## [Exercise requirements]
Pick each line containing "user" out of the records.

═══ Entries provided ═══

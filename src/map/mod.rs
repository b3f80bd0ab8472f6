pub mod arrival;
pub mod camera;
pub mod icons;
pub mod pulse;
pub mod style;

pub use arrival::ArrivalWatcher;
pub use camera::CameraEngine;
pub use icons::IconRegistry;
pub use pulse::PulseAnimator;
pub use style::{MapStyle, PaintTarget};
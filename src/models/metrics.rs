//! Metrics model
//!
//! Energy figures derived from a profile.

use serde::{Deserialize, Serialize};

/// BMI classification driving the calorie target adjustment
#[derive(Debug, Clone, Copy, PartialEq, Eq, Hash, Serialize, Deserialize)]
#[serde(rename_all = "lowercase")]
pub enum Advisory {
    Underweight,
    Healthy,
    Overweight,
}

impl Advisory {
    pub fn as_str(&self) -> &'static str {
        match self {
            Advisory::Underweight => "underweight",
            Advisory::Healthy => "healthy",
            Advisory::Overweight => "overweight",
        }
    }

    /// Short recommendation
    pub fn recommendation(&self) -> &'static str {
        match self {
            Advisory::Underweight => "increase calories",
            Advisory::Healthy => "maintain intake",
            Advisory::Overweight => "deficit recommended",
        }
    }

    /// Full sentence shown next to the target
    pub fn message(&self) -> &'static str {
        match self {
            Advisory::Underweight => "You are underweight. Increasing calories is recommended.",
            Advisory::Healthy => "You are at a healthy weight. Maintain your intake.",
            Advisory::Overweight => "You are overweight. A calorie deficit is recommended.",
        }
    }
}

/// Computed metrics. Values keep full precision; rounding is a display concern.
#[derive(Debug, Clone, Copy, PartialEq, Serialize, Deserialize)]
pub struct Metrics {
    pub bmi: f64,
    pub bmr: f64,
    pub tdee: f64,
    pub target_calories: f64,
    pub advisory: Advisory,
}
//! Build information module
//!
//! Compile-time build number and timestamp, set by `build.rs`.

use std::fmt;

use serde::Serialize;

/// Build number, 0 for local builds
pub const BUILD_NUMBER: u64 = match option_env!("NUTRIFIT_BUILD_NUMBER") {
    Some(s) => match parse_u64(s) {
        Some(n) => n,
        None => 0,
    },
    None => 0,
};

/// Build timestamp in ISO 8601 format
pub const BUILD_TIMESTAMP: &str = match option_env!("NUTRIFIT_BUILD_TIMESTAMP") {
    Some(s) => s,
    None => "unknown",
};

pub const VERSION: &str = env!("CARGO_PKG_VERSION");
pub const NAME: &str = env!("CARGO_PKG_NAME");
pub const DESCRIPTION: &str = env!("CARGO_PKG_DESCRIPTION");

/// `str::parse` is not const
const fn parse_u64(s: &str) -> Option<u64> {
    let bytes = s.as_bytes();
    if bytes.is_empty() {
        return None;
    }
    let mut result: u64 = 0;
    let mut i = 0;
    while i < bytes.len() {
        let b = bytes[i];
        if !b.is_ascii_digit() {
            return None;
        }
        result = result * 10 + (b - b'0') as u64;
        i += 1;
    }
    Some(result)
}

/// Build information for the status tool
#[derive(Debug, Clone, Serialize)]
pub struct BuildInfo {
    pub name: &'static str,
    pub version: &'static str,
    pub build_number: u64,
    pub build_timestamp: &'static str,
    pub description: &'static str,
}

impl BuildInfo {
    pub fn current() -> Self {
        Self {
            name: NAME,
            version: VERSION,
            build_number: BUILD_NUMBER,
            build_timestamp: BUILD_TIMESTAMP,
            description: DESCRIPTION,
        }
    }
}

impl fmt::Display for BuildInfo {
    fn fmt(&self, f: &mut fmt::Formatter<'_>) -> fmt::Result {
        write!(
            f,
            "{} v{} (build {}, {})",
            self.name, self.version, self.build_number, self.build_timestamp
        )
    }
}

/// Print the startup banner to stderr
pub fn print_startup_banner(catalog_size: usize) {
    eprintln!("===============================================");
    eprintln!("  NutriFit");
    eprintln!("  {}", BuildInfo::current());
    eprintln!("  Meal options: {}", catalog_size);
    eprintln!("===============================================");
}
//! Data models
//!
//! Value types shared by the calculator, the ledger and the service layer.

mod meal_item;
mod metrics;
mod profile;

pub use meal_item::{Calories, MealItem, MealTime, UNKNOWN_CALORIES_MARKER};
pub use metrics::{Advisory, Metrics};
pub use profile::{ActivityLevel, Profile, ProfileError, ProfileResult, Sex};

═══
═══ Entries provided ═══

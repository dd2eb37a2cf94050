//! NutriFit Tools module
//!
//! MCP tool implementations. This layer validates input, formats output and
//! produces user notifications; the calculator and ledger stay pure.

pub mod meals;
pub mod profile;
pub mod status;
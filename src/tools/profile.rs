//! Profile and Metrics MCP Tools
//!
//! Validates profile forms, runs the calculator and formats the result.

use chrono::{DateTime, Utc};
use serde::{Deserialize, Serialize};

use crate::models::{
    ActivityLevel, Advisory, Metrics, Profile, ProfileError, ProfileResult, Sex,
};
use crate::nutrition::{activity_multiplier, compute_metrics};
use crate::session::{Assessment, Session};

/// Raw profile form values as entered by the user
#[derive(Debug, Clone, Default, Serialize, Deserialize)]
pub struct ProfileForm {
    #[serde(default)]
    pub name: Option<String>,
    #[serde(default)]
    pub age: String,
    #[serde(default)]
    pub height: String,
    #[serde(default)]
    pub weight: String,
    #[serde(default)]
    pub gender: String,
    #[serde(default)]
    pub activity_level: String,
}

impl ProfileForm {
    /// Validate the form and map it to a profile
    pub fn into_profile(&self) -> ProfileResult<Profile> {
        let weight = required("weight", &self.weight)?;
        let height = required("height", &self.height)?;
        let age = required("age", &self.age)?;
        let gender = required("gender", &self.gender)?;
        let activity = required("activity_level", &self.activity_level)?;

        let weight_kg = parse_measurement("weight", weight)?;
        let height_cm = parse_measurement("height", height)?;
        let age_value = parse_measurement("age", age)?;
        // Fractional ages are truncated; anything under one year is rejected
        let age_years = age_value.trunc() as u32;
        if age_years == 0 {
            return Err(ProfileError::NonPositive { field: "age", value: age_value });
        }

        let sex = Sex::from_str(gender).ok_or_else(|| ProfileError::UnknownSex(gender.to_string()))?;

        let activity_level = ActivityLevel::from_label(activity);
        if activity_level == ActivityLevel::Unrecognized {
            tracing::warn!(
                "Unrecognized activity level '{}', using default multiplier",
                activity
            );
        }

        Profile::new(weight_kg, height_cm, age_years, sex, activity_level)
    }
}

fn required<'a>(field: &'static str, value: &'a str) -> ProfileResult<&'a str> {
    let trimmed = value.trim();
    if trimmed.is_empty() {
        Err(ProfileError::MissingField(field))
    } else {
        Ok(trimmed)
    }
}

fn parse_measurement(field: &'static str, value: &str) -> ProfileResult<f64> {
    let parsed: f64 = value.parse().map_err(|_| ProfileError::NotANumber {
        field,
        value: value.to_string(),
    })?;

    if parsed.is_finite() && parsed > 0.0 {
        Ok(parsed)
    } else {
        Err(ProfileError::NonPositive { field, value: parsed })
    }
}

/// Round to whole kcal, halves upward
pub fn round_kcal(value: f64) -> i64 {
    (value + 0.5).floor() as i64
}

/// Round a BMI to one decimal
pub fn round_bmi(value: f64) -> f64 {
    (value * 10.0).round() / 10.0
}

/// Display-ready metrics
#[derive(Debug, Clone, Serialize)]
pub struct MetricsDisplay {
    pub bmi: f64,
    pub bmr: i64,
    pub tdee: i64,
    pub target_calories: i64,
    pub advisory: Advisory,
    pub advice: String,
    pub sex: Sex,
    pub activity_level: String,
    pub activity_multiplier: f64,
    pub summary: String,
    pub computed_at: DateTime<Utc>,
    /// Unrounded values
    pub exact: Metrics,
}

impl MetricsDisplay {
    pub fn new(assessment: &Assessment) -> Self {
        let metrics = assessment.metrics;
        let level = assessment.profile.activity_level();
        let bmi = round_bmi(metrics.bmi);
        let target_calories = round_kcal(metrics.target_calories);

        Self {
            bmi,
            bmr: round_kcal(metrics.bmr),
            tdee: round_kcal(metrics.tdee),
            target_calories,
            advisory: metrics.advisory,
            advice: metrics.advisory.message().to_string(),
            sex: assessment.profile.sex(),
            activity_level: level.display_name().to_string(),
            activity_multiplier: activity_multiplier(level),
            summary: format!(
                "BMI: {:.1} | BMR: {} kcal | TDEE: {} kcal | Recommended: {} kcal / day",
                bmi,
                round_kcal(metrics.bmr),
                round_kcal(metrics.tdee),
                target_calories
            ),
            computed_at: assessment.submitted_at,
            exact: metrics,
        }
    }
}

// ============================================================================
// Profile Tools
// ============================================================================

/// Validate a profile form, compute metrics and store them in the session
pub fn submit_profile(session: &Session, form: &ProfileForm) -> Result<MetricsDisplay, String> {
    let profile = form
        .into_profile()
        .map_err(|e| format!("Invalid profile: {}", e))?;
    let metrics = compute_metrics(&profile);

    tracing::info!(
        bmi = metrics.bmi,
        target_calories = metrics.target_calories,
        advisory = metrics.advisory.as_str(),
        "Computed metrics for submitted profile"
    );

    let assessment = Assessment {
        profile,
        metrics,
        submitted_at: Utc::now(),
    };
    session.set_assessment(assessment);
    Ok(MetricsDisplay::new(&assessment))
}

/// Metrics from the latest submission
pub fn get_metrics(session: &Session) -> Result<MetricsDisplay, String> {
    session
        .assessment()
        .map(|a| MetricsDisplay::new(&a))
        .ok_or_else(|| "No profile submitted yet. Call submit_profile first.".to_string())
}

═══

## [Task result]
//! produces user notifications; the calculator and ledger stay pure.
/// Raw profile form values as entered by the user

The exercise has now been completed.